Et je le leur donne. Le chien le rapporte, et ce jeu est l’image de ma vie de chroniqueur.

Les « Chroniques de l’homme masqué » ont occupé l’en-tête du Voltaire pendant environ trois années. Elles ont été recueillies par l’éditeur Paul Ollendorff en 1882, sous l’égide d’une préface de Jules Vallès à qui, je l’ai déjà dit, le Dictionnaire Larousse me fait l’honneur de les attribuer à son tour. De cette erreur si flatteuse provient sans doute l’excessive rareté de l’ouvrage sur le marché des livres. Mais la préface seule suffirait à lui donner son prix.
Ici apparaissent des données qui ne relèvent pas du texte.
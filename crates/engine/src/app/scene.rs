use super::input::{ActionStates, InputAction};

/// 2D point or displacement in world units.
#[derive(Debug, Clone, Copy, Default, PartialEq)]
pub struct Vec2 {
    pub x: f32,
    pub y: f32,
}

impl Vec2 {
    pub fn distance_sq_to(self, other: Vec2) -> f32 {
        let dx = other.x - self.x;
        let dy = other.y - self.y;
        dx * dx + dy * dy
    }

    pub fn distance_to(self, other: Vec2) -> f32 {
        self.distance_sq_to(other).sqrt()
    }
}

impl std::ops::Add for Vec2 {
    type Output = Vec2;

    fn add(self, rhs: Vec2) -> Vec2 {
        Vec2 {
            x: self.x + rhs.x,
            y: self.y + rhs.y,
        }
    }
}

/// Axis-aligned rectangle in world units. `min` is the bottom-left corner.
#[derive(Debug, Clone, Copy, Default, PartialEq)]
pub struct Rect {
    pub min: Vec2,
    pub max: Vec2,
}

impl Rect {
    pub fn from_center_half_extent(center: Vec2, half_extent: Vec2) -> Self {
        Self {
            min: Vec2 {
                x: center.x - half_extent.x,
                y: center.y - half_extent.y,
            },
            max: Vec2 {
                x: center.x + half_extent.x,
                y: center.y + half_extent.y,
            },
        }
    }

    pub fn center(&self) -> Vec2 {
        Vec2 {
            x: (self.min.x + self.max.x) * 0.5,
            y: (self.min.y + self.max.y) * 0.5,
        }
    }

    pub fn half_extent(&self) -> Vec2 {
        Vec2 {
            x: (self.max.x - self.min.x) * 0.5,
            y: (self.max.y - self.min.y) * 0.5,
        }
    }

    pub fn contains(&self, point: Vec2) -> bool {
        point.x >= self.min.x && point.x <= self.max.x && point.y >= self.min.y && point.y <= self.max.y
    }

    pub fn overlaps(&self, other: &Rect) -> bool {
        self.min.x < other.max.x
            && self.max.x > other.min.x
            && self.min.y < other.max.y
            && self.max.y > other.min.y
    }
}

#[derive(Debug, Clone, Copy, Default)]
pub struct Camera2D {
    pub position: Vec2,
}

#[derive(Debug, Clone, Copy, Default)]
pub struct InputSnapshot {
    quit_requested: bool,
    actions: ActionStates,
    interact_pressed: bool,
    melee_pressed: bool,
    ranged_pressed: bool,
    gadget_pressed: bool,
    cancel_pressed: bool,
    pause_pressed: bool,
    save_pressed: bool,
    load_pressed: bool,
    window_width: u32,
    window_height: u32,
}

impl InputSnapshot {
    pub fn empty() -> Self {
        Self::default()
    }

    #[allow(clippy::too_many_arguments)]
    pub(crate) fn new(
        quit_requested: bool,
        actions: ActionStates,
        interact_pressed: bool,
        melee_pressed: bool,
        ranged_pressed: bool,
        gadget_pressed: bool,
        cancel_pressed: bool,
        pause_pressed: bool,
        save_pressed: bool,
        load_pressed: bool,
        window_width: u32,
        window_height: u32,
    ) -> Self {
        Self {
            quit_requested,
            actions,
            interact_pressed,
            melee_pressed,
            ranged_pressed,
            gadget_pressed,
            cancel_pressed,
            pause_pressed,
            save_pressed,
            load_pressed,
            window_width,
            window_height,
        }
    }

    pub fn quit_requested(&self) -> bool {
        self.quit_requested
    }

    pub fn is_down(&self, action: InputAction) -> bool {
        self.actions.is_down(action)
    }

    pub fn with_action_down(mut self, action: InputAction, is_down: bool) -> Self {
        self.actions.set(action, is_down);
        self
    }

    pub fn with_interact_pressed(mut self, interact_pressed: bool) -> Self {
        self.interact_pressed = interact_pressed;
        self
    }

    pub fn with_melee_pressed(mut self, melee_pressed: bool) -> Self {
        self.melee_pressed = melee_pressed;
        self
    }

    pub fn with_ranged_pressed(mut self, ranged_pressed: bool) -> Self {
        self.ranged_pressed = ranged_pressed;
        self
    }

    pub fn with_gadget_pressed(mut self, gadget_pressed: bool) -> Self {
        self.gadget_pressed = gadget_pressed;
        self
    }

    pub fn with_cancel_pressed(mut self, cancel_pressed: bool) -> Self {
        self.cancel_pressed = cancel_pressed;
        self
    }

    pub fn with_pause_pressed(mut self, pause_pressed: bool) -> Self {
        self.pause_pressed = pause_pressed;
        self
    }

    pub fn with_save_pressed(mut self, save_pressed: bool) -> Self {
        self.save_pressed = save_pressed;
        self
    }

    pub fn with_load_pressed(mut self, load_pressed: bool) -> Self {
        self.load_pressed = load_pressed;
        self
    }

    pub fn with_window_size(mut self, window_size: (u32, u32)) -> Self {
        self.window_width = window_size.0;
        self.window_height = window_size.1;
        self
    }

    pub fn interact_pressed(&self) -> bool {
        self.interact_pressed
    }

    pub fn melee_pressed(&self) -> bool {
        self.melee_pressed
    }

    pub fn ranged_pressed(&self) -> bool {
        self.ranged_pressed
    }

    pub fn gadget_pressed(&self) -> bool {
        self.gadget_pressed
    }

    pub fn cancel_pressed(&self) -> bool {
        self.cancel_pressed
    }

    pub fn pause_pressed(&self) -> bool {
        self.pause_pressed
    }

    pub fn save_pressed(&self) -> bool {
        self.save_pressed
    }

    pub fn load_pressed(&self) -> bool {
        self.load_pressed
    }

    pub fn window_size(&self) -> (u32, u32) {
        (self.window_width, self.window_height)
    }
}

/// Draw layers in fixed back-to-front order. Within a layer the submission
/// order is preserved by the renderer.
#[derive(Debug, Clone, Copy, PartialEq, Eq, PartialOrd, Ord)]
pub enum RenderLayer {
    World,
    Entities,
    Ui,
}

impl RenderLayer {
    pub const fn index(self) -> u8 {
        match self {
            RenderLayer::World => 0,
            RenderLayer::Entities => 1,
            RenderLayer::Ui => 2,
        }
    }
}

#[derive(Debug, Clone, PartialEq, Eq)]
pub enum Renderable {
    Placeholder { rgba: [u8; 4] },
    Sprite(String),
}

#[derive(Debug, Clone, PartialEq)]
pub struct DrawCommand {
    pub renderable: Renderable,
    pub center_world: Vec2,
    pub half_extent_world: Vec2,
    pub layer: RenderLayer,
}

/// Ordered draw list handed from the scene to the renderer each frame. The
/// scene is responsible for layer ordering; the renderer draws in list order.
#[derive(Debug, Default)]
pub struct DrawList {
    commands: Vec<DrawCommand>,
}

impl DrawList {
    pub fn clear(&mut self) {
        self.commands.clear();
    }

    pub fn push(&mut self, command: DrawCommand) {
        self.commands.push(command);
    }

    pub fn commands(&self) -> &[DrawCommand] {
        &self.commands
    }
}

/// Fire-and-forget audio notifications. The loop drains these after every
/// update; no ordering relative to rendering is promised.
#[derive(Debug, Clone, Copy, PartialEq, Eq)]
pub enum SoundEvent {
    Footstep,
    DoorOpen,
    DoorClose,
    DoorUnlock,
    Alarm,
    WireCut,
    Stun,
    Pickup,
    PuzzleSolved,
}

impl SoundEvent {
    pub fn token(self) -> &'static str {
        match self {
            SoundEvent::Footstep => "footstep",
            SoundEvent::DoorOpen => "door_open",
            SoundEvent::DoorClose => "door_close",
            SoundEvent::DoorUnlock => "door_unlock",
            SoundEvent::Alarm => "alarm",
            SoundEvent::WireCut => "wire_cut",
            SoundEvent::Stun => "stun",
            SoundEvent::Pickup => "pickup",
            SoundEvent::PuzzleSolved => "puzzle_solved",
        }
    }
}

/// Everything the notification layer may show for the current frame. The loop
/// pulls this after every update; the scene never queries UI state back.
#[derive(Debug, Clone, Default, PartialEq)]
pub struct HudSnapshot {
    pub phase_label: &'static str,
    pub prompt: Option<String>,
    pub note: Option<String>,
    pub alert_active: bool,
    pub detections: u32,
    pub detection_limit: u32,
}

#[derive(Debug, Clone, Copy, PartialEq, Eq)]
pub enum SceneCommand {
    None,
    Quit,
}

pub trait Scene {
    fn load(&mut self);

    fn update(&mut self, fixed_dt_seconds: f32, input: &InputSnapshot) -> SceneCommand;

    /// Pure read: fills the ordered draw list for the current frame.
    fn render(&mut self, frame: &mut DrawList);

    fn camera(&self) -> Camera2D;

    fn drain_sound_events(&mut self) -> Vec<SoundEvent>;

    fn hud_snapshot(&self) -> HudSnapshot;

    fn unload(&mut self);

    fn debug_title(&self) -> Option<String> {
        None
    }
}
Elle est de la bonne encre de cet admirable écrivain, qui, malgré lui-même et en dépit de son apostolat révolutionnaire, ne fut que cela : un maître de la prose française. Les Goncourt ne s’y trompaient point qui l’avaient inscrit parmi les dix de leur académie éclectique, eux, ces aristos, lui, cet insurgé !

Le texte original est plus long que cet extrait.